The ultimate problem is that this group of people is getting bigger and bigger every year. The amount of money involved.. free bus passes costs £1.1bn. The cost of the state pension is huge (60 billion). Winter fuel payments (Over 2bn). Some kind of means testing is needed...

Not suggesting, that is the reasoning behind it. I don't think it's operationally possible to do a means test of the entire country that covers every kind of benefit, plus people's circumstances are in constant flux. Even in retirement age there would be huge variation and you would have to regularly refresh the assessment results, at great expense.
 
Was fairly ridiculous that he didn't know what "Magna Carta" meant though.
 
He came across well except for the Magna Carta thing. What grates me is that he clearly knew what it meant. He did Classics at school. There's no way you couldn't take an educated guess at it either. He pretended not to know because it's become cool to act thick. Horrible stuff to watch. I consoled myself thinking what it would be like if Ed Miliband was on there. The mind boggles.
 
Why is Ed banging on about breaking up the banks as if it is bold and revelatory? Isn't a division between their retail and investment arms already out there as a proposal?
 
He's talking about supporting the Vickers Report fully, alleging that the Government are going to be implementing a much watered down version (haven't examined the two in detail so I can't say if he's right or not).
 
Secret police probe into Labour MP's £500,000

A police investigation into a high-profile Labour MP discovered that he apparently held hundreds of thousands of pounds in a series of bank accounts, The Daily Telegraph can disclose.

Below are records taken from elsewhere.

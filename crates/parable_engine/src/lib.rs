pub mod collision;
pub mod config;
pub mod interaction;
pub mod locomotion;
pub mod puzzle;
pub mod runtime;
pub mod scene;

pub use collision::{
    Aabb, Collider, ColliderHandle, ColliderStore, CollisionResolver, PlayerVolume, ResolveResult,
};
pub use config::{
    CollisionTuning, ConfigError, FrameTuning, InteractionTuning, LocomotionTuning, PuzzleTuning,
    TuningConfig, TUNING_PATH_ENV_VAR,
};
pub use interaction::{
    ActivateHandlers, Capability, Channel, GrabHandlers, Interactable, InteractableId,
    InteractableRegistry, InteractionMediator,
};
pub use locomotion::{Locomotion, LocomotionInput, ViewFrame};
pub use puzzle::{
    DeferredTasks, EventBus, LifecycleEvent, LifecycleEventCounts, LifecycleEventKind,
    ProgressionMode, Puzzle, PuzzleContext, PuzzleLifecycle, PuzzleOrchestrator, PuzzleState,
    SubscriptionId, TaskId,
};
pub use runtime::{DesktopInput, FrameInput, FrameReport, HandInput, LevelRuntime, PlayerRig};
pub use scene::{NodeId, Pose, SceneGraph, SceneNode};

pub use glam::{Quat, Vec2, Vec3};
use tracing::info;

use super::{EventBus, LifecycleEvent};

#[derive(Debug, Clone, Copy, PartialEq, Eq, Hash)]
pub enum PuzzleState {
    Locked,
    Active,
    Solved,
}

impl PuzzleState {
    pub fn name(self) -> &'static str {
        match self {
            Self::Locked => "locked",
            Self::Active => "active",
            Self::Solved => "solved",
        }
    }
}

/// The monotonic locked -> active -> solved state of one puzzle. Each
/// transition publishes its event and reports whether it happened; callers
/// run the puzzle's hook only on `true`.
#[derive(Debug, Clone, PartialEq, Eq)]
pub struct PuzzleLifecycle {
    id: String,
    dependencies: Vec<String>,
    state: PuzzleState,
}

impl PuzzleLifecycle {
    pub fn new(id: impl Into<String>, dependencies: Vec<String>) -> Self {
        Self {
            id: id.into(),
            dependencies,
            state: PuzzleState::Locked,
        }
    }

    pub fn id(&self) -> &str {
        &self.id
    }

    pub fn dependencies(&self) -> &[String] {
        &self.dependencies
    }

    pub fn is_root(&self) -> bool {
        self.dependencies.is_empty()
    }

    pub fn state(&self) -> PuzzleState {
        self.state
    }

    pub fn activate(&mut self, events: &mut EventBus) -> bool {
        if self.state != PuzzleState::Locked {
            return false;
        }
        self.state = PuzzleState::Active;
        info!(puzzle = %self.id, "puzzle_activated");
        events.publish(LifecycleEvent::PuzzleActivated {
            id: self.id.clone(),
        });
        true
    }

    pub fn solve(&mut self, events: &mut EventBus) -> bool {
        if self.state != PuzzleState::Active {
            return false;
        }
        self.state = PuzzleState::Solved;
        info!(puzzle = %self.id, "puzzle_solved");
        events.publish(LifecycleEvent::PuzzleSolved {
            id: self.id.clone(),
        });
        true
    }
}

#[cfg(test)]
mod tests {
    use std::cell::RefCell;
    use std::rc::Rc;

    use super::*;

    fn recording_bus() -> (EventBus, Rc<RefCell<Vec<String>>>) {
        let mut bus = EventBus::new();
        let seen = Rc::new(RefCell::new(Vec::new()));
        let sink = Rc::clone(&seen);
        bus.subscribe_all(move |event| sink.borrow_mut().push(event.to_string()));
        (bus, seen)
    }

    #[test]
    fn solve_is_a_no_op_unless_active() {
        let (mut bus, seen) = recording_bus();
        let mut lifecycle = PuzzleLifecycle::new("lever", Vec::new());

        assert!(!lifecycle.solve(&mut bus));
        assert_eq!(lifecycle.state(), PuzzleState::Locked);
        assert!(seen.borrow().is_empty());
    }

    #[test]
    fn transitions_fire_each_event_exactly_once() {
        let (mut bus, seen) = recording_bus();
        let mut lifecycle = PuzzleLifecycle::new("lever", Vec::new());

        assert!(lifecycle.activate(&mut bus));
        assert!(!lifecycle.activate(&mut bus));
        assert!(lifecycle.solve(&mut bus));
        assert!(!lifecycle.solve(&mut bus));
        assert!(!lifecycle.activate(&mut bus));

        assert_eq!(lifecycle.state(), PuzzleState::Solved);
        assert_eq!(
            seen.borrow().as_slice(),
            [
                "puzzle:activated {id: lever}".to_string(),
                "puzzle:solved {id: lever}".to_string(),
            ]
        );
    }

    #[test]
    fn root_means_no_dependencies() {
        assert!(PuzzleLifecycle::new("a", Vec::new()).is_root());
        assert!(!PuzzleLifecycle::new("b", vec!["a".to_string()]).is_root());
    }
}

By Robert Winnett, Holly Watt and Claire Newell
30 Sep 2012


The Scotland Yard inquiry said funds believed to have been “of a suspicious nature” were paid into current and savings accounts in the name of or linked to Keith Vaz, a minister in the previous Labour government.

Detectives found that over a six-year period, almost £500,000 was apparently deposited in the MP’s accounts — in addition to his salary between 1997 and 2001.

The source of the funds has not been declared publicly and the evidence gathered by police may contradict assurances given by Mr Vaz during an investigation into his finances between 2000 and 2001 carried out by parliament.

The Labour MP has denied any wrongdoing and claims that any money passing through his bank accounts came from the proceeds of property deals. The Metropolitan Police is facing calls to hand evidence it collected to the parliamentary commissioner for standards, who can reopen an inquiry into allegations first made a decade ago.

Mr Vaz is chairman of the home affairs select committee, charged with holding the police and Whitehall to account. Whitehall sources claimed that he had not been vetted for the role, unlike holders of other senior offices, and a Conservative MP called for him to step down while the matter was clarified.

http://www.telegraph.co.uk/news/pol...cret-police-probe-into-Labour-MPs-500000.html
 
So labour's ed balls had virtually nothing to say about the deficit... or the eurozone..
 
So labour's ed balls had virtually nothing to say about the deficit... or the eurozone..

The Eurozone crisis is a bit of an ideological/political conflict for them, although whereas the Tories disagreements lie within, Labour's are without [popular opinion and a touch of reality].

Much of the time Balls makes a speech it sounds like he's running to be leader of the party.

They've put together an Ed Miliband movie for Wednesday so i hear.